### Task to carry out:
Transcribe the records below exactly as written, from the opening line through the line that contains "use std::collections::HashMap;".
§ §
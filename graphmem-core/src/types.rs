// Copyright 2025 Graphmem (https://github.com/graphmem)
//
// This program is free software: you can redistribute it and/or modify
// it under the terms of the GNU Affero General Public License as published by
// the Free Software Foundation, either version 3 of the License, or
// (at your option) any later version.
//
// This program is distributed in the hope that it will be useful,
// but WITHOUT ANY WARRANTY; without even the implied warranty of
// MERCHANTABILITY or FITNESS FOR A PARTICULAR PURPOSE. See the
// GNU Affero General Public License for more details.
//
// You should have received a copy of the GNU Affero General Public License
// along with this program. If not, see <https://www.gnu.org/licenses/>.

//! Domain types shared by the pipeline, the stores and the dispatcher.

use chrono::{DateTime, Utc};
use serde::{Deserialize, Serialize};
use std::collections::HashMap;

// =============================================================================
// Extraction (LLM output)
// =============================================================================

/// An entity extracted by the LLM from one extraction chunk.
///
/// `entity_type` is a free string: ontology-unknown types are coerced to
/// `"Other"` at parse time; known types are recorded with the ontology's
/// spelling.
#[derive(Debug, Clone, Serialize, Deserialize)]
pub struct ExtractedEntity {
    pub name: String,
    #[serde(rename = "type", default = "default_entity_type")]
    pub entity_type: String,
    #[serde(default)]
    pub description: Option<String>,
    #[serde(default)]
    pub aliases: Vec<String>,
    /// How many chunks mentioned this entity (accumulated by the merge pass).
    #[serde(default = "one")]
    pub mentions: u64,
}

/// A directed relation extracted by the LLM.
///
/// Relation types are recorded verbatim; ontology-unknown types are accepted
/// as free strings.
#[derive(Debug, Clone, Serialize, Deserialize)]
pub struct ExtractedRelation {
    pub from_entity: String,
    pub to_entity: String,
    #[serde(rename = "type", default = "default_relation_type")]
    pub relation_type: String,
    #[serde(default)]
    pub description: Option<String>,
    #[serde(default = "one_f64")]
    pub weight: f64,
}

/// Complete result of extracting one document (possibly over many chunks).
#[derive(Debug, Clone, Default, Serialize, Deserialize)]
pub struct ExtractionResult {
    #[serde(default)]
    pub entities: Vec<ExtractedEntity>,
    #[serde(default)]
    pub relations: Vec<ExtractedRelation>,
    #[serde(default)]
    pub summary: Option<String>,
    #[serde(default)]
    pub key_topics: Vec<String>,
}

fn default_entity_type() -> String {
    "Other".to_string()
}

fn default_relation_type() -> String {
    "RELATED_TO".to_string()
}

fn one() -> u64 {
    1
}

fn one_f64() -> f64 {
    1.0
}

// =============================================================================
// Memories & documents
// =============================================================================

/// A memory: tenant namespace owning documents, entities and chunks.
#[derive(Debug, Clone, Serialize, Deserialize)]
pub struct MemoryInfo {
    pub id: String,
    pub name: String,
    #[serde(default)]
    pub description: Option<String>,
    pub ontology: String,
    #[serde(default)]
    pub ontology_uri: Option<String>,
    pub created_at: DateTime<Utc>,
}

/// Per-memory counts returned by `memory_stats`.
#[derive(Debug, Clone, Default, Serialize, Deserialize)]
pub struct MemoryStats {
    pub memory_id: String,
    pub document_count: u64,
    pub entity_count: u64,
    pub relation_count: u64,
    pub chunk_count: u64,
    #[serde(default)]
    pub top_entities: Vec<EntitySummary>,
}

#[derive(Debug, Clone, Serialize, Deserialize)]
pub struct EntitySummary {
    pub name: String,
    #[serde(rename = "type")]
    pub entity_type: String,
    pub mentions: u64,
}

/// A raw ingested artifact, addressed by content hash within a memory.
#[derive(Debug, Clone, Serialize, Deserialize)]
pub struct DocumentInfo {
    pub id: String,
    pub memory_id: String,
    pub filename: String,
    pub content_hash: String,
    pub size_bytes: u64,
    pub text_length: u64,
    pub content_type: String,
    pub object_uri: String,
    #[serde(default)]
    pub source_path: Option<String>,
    #[serde(default)]
    pub source_modified_at: Option<String>,
    pub ingested_at: DateTime<Utc>,
}

// =============================================================================
// Chunks (retrieval)
// =============================================================================

/// A contiguous passage of a document's text, packaged for embedding.
#[derive(Debug, Clone, Default, Serialize, Deserialize)]
pub struct Chunk {
    pub text: String,
    /// Position of the chunk in the document, 0-based.
    pub sequence: usize,
    pub total_chunks: usize,
    #[serde(default)]
    pub document_id: Option<String>,
    #[serde(default)]
    pub memory_id: Option<String>,
    #[serde(default)]
    pub filename: Option<String>,
    #[serde(default)]
    pub section_title: Option<String>,
    #[serde(default)]
    pub article_number: Option<String>,
    /// Heading hierarchy from the document root down to this chunk's section.
    #[serde(default)]
    pub section_path: Vec<String>,
    pub char_count: usize,
    pub token_count: usize,
}

/// A chunk retrieved from the vector store with its cosine score.
#[derive(Debug, Clone, Serialize, Deserialize)]
pub struct ScoredChunk {
    pub chunk: Chunk,
    pub score: f32,
}

impl ScoredChunk {
    /// Text formatted for inclusion in a chat prompt, with its provenance.
    pub fn context_text(&self) -> String {
        let mut header = String::new();
        if let Some(filename) = &self.chunk.filename {
            header.push_str(&format!("[Source: {}", filename));
            if let Some(section) = &self.chunk.section_title {
                header.push_str(&format!(" > {}", section));
            }
            if let Some(article) = &self.chunk.article_number {
                header.push_str(&format!(" > Art. {}", article));
            }
            header.push(']');
        }
        if header.is_empty() {
            self.chunk.text.clone()
        } else {
            format!("{}\n{}", header, self.chunk.text)
        }
    }
}

// =============================================================================
// Graph search
// =============================================================================

/// An entity matched by graph search, with its stored attributes.
#[derive(Debug, Clone, Serialize, Deserialize)]
pub struct EntityHit {
    pub name: String,
    #[serde(rename = "type")]
    pub entity_type: String,
    #[serde(default)]
    pub description: Option<String>,
    pub mentions: u64,
    #[serde(default)]
    pub source_docs: Vec<String>,
    #[serde(default)]
    pub score: Option<f64>,
}

/// Full 1-hop context of an entity.
#[derive(Debug, Clone, Default, Serialize, Deserialize)]
pub struct EntityContext {
    pub entity_name: String,
    #[serde(default)]
    pub entity_type: Option<String>,
    #[serde(default)]
    pub documents: Vec<DocumentRef>,
    #[serde(default)]
    pub related_entities: Vec<RelatedEntity>,
    #[serde(default)]
    pub relations: Vec<RelationRef>,
}

#[derive(Debug, Clone, Serialize, Deserialize)]
pub struct DocumentRef {
    pub id: String,
    pub filename: String,
    pub uri: String,
}

#[derive(Debug, Clone, Serialize, Deserialize)]
pub struct RelatedEntity {
    pub name: String,
    #[serde(rename = "type")]
    pub entity_type: Option<String>,
}

#[derive(Debug, Clone, Serialize, Deserialize)]
pub struct RelationRef {
    #[serde(rename = "type")]
    pub relation_type: String,
    #[serde(default)]
    pub description: Option<String>,
}

/// Full graph of a memory, shaped for the visualizer.
#[derive(Debug, Clone, Default, Serialize, Deserialize)]
pub struct GraphSnapshot {
    pub nodes: Vec<serde_json::Value>,
    pub edges: Vec<serde_json::Value>,
    pub documents: Vec<serde_json::Value>,
}

// =============================================================================
// Tokens
// =============================================================================

/// Metadata of an access token. The raw token is never stored.
#[derive(Debug, Clone, Serialize, Deserialize)]
pub struct TokenInfo {
    pub token_hash: String,
    pub client_name: String,
    #[serde(default)]
    pub email: Option<String>,
    pub permissions: Vec<String>,
    /// Memories this token may touch; empty means all.
    #[serde(default)]
    pub memory_ids: Vec<String>,
    pub created_at: DateTime<Utc>,
    #[serde(default)]
    pub expires_at: Option<DateTime<Utc>>,
    #[serde(default)]
    pub revoked_at: Option<DateTime<Utc>>,
}

impl TokenInfo {
    /// A token is active if it has not been revoked and has not expired.
    pub fn is_active(&self, now: DateTime<Utc>) -> bool {
        if self.revoked_at.is_some() {
            return false;
        }
        match self.expires_at {
            Some(expires) => expires > now,
            None => true,
        }
    }
}

// =============================================================================
// Ingestion result
// =============================================================================

/// Outcome of `memory_ingest`.
#[derive(Debug, Clone, Default, Serialize, Deserialize)]
pub struct IngestReport {
    pub document_id: String,
    pub filename: String,
    pub object_uri: String,
    pub already_existed: bool,
    pub size_bytes: u64,
    pub text_length: u64,
    pub entities_new: u64,
    pub entities_merged: u64,
    pub relations_new: u64,
    pub relations_merged: u64,
    pub chunks_stored: u64,
    pub extraction_chunks: u64,
    pub extraction_chunks_failed: u64,
    #[serde(default)]
    pub summary: Option<String>,
    #[serde(default)]
    pub key_topics: Vec<String>,
}

/// Counters returned by graph-side merge of one extraction.
#[derive(Debug, Clone, Copy, Default, Serialize, Deserialize)]
pub struct MergeCounts {
    pub entities_created: u64,
    pub entities_merged: u64,
    pub relations_created: u64,
    pub relations_merged: u64,
}

/// Counters returned by graph replay during restore.
#[derive(Debug, Clone, Copy, Default, Serialize, Deserialize)]
pub struct ImportCounts {
    pub memories: u64,
    pub documents: u64,
    pub entities: u64,
    pub relations: u64,
    pub mentions: u64,
}

/// Per-dependency status for `system_health` and `GET /health`.
#[derive(Debug, Clone, Serialize, Deserialize)]
pub struct DependencyStatus {
    pub status: String,
    pub message: String,
    #[serde(default, skip_serializing_if = "HashMap::is_empty")]
    pub details: HashMap<String, serde_json::Value>,
}

impl DependencyStatus {
    pub fn ok(message: impl Into<String>) -> Self {
        Self {
            status: "ok".into(),
            message: message.into(),
            details: HashMap::new(),
        }
    }

    pub fn error(message: impl Into<String>) -> Self {
        Self {
            status: "error".into(),
            message: message.into(),
            details: HashMap::new(),
        }
    }
}

#[cfg(test)]
mod tests {
    use super::*;
    use chrono::Duration;

    #[test]
    fn extraction_defaults_apply() {
        let entity: ExtractedEntity =
            serde_json::from_str(r#"{"name": "Cloud Temple"}"#).unwrap();
        assert_eq!(entity.entity_type, "Other");
        assert_eq!(entity.mentions, 1);

        let relation: ExtractedRelation = serde_json::from_str(
            r#"{"from_entity": "A", "to_entity": "B"}"#,
        )
        .unwrap();
        assert_eq!(relation.relation_type, "RELATED_TO");
        assert!((relation.weight - 1.0).abs() < f64::EPSILON);
    }

    #[test]
    fn token_activity_window() {
        let now = Utc::now();
        let mut token = TokenInfo {
            token_hash: "abc".into(),
            client_name: "client".into(),
            email: None,
            permissions: vec!["read".into()],
            memory_ids: vec![],
            created_at: now,
            expires_at: Some(now + Duration::days(1)),
            revoked_at: None,
        };
        assert!(token.is_active(now));

        token.expires_at = Some(now - Duration::seconds(1));
        assert!(!token.is_active(now));

        token.expires_at = None;
        token.revoked_at = Some(now);
        assert!(!token.is_active(now));
    }

    #[test]
    fn scored_chunk_context_carries_provenance() {
        let scored = ScoredChunk {
            chunk: Chunk {
                text: "Le prestataire s'engage.".into(),
                filename: Some("CGA.pdf".into()),
                section_title: Some("Réversibilité".into()),
                article_number: Some("23.2".into()),
                ..Default::default()
            },
            score: 0.8,
        };
        let text = scored.context_text();
        assert!(text.starts_with("[Source: CGA.pdf > Réversibilité > Art. 23.2]"));
        assert!(text.ends_with("Le prestataire s'engage."));
    }
}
§ §
### Written answer:
filename graphmem-core/src/types.rs
// Copyright 2025 Graphmem (https://github.com/graphmem)
//
// This program is free software: you can redistribute it and/or modify
// it under the terms of the GNU Affero General Public License as published by
// the Free Software Foundation, either version 3 of the License, or
// (at your option) any later version.
//
// This program is distributed in the hope that it will be useful,
// but WITHOUT ANY WARRANTY; without even the implied warranty of
// MERCHANTABILITY or FITNESS FOR A PARTICULAR PURPOSE. See the
// GNU Affero General Public License for more details.
//
// You should have received a copy of the GNU Affero General Public License
// along with this program. If not, see <https://www.gnu.org/licenses/>.

//! Domain types shared by the pipeline, the stores and the dispatcher.

use chrono::{DateTime, Utc};
use serde::{Deserialize, Serialize};
use std::collections::HashMap;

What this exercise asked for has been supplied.